Оторвавшаяся от головного модуля жилая кабина звездолета продолжала по инерции рассчитанный компьютерами путь среди чужих звезд.
Часть третья
ТРЕВОЖНАЯ ИСТИНА
Попробуй выполнить долг, и ты узнаешь, кто ты есть.
В. Гёте
Глава первая. СИГНАЛ БЕДСТВИЯ
Быть верным долгу в несчастье — великое дело.
Демокрит
Никита Вязов был предупрежден Бережным о предстоящей видеопередаче из Кембриджа.
— Англичане решили нас чем-то удивить, — со смешком объявил он матери.

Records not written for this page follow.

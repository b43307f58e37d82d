//! Compile-time configuration constants.
//!
//! Every knob in this crate is a `pub const`. There is no configuration file
//! and no runtime configuration API — changing behavior means changing these
//! constants and recompiling.

/// log2 of [`PAGE_SIZE`].
pub const PAGE_SHIFT: usize = 12;

/// Size of one page, the atom of [`crate::page_heap`]'s bookkeeping.
pub const PAGE_SIZE: usize = 1 << PAGE_SHIFT;

/// Ceiling for small-object requests. Above this, allocations go directly to
/// the page heap's big-object path.
pub const MAX_BYTES: usize = 256 * 1024;

/// Number of size classes (four alignment regimes spanning 1..=64 KiB).
pub const NFREELISTS: usize = 184;

/// The page heap maintains free-span lists for span sizes `1..=NPAGES-1`.
pub const NPAGES: usize = 129;

/// Largest pooled span size, in pages. Requests needing more pages than this
/// bypass the page heap's free-span lists and go straight to the system page
/// source as a one-off big span.
pub const MAX_POOLED_PAGES: usize = NPAGES - 1;

/// Number of pages requested from the system page source when the page heap
/// must grow (i.e. no existing free span, of any size, can satisfy a request).
pub const GROW_PAGES: usize = NPAGES - 1;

Елена Михайловна слишком хорошо знала сына, чтобы не заметить морщинку меж бровей на его старательно спокойном лице. Очевидно, дело очень серьезное.
Она подготовила видеоэкран и даже остановила старинные часы с курантами, чтобы они не тикали слишком громко и не стали бы бить во время передачи.
Мать с сыном уселись перед экраном. Каждый думал о своем. Елена Михайловна, напряженно спокойная, заставляла себя примириться с неизбежностью полета сына в космос, долгих четырех лет разлуки с ним и своего одиночества.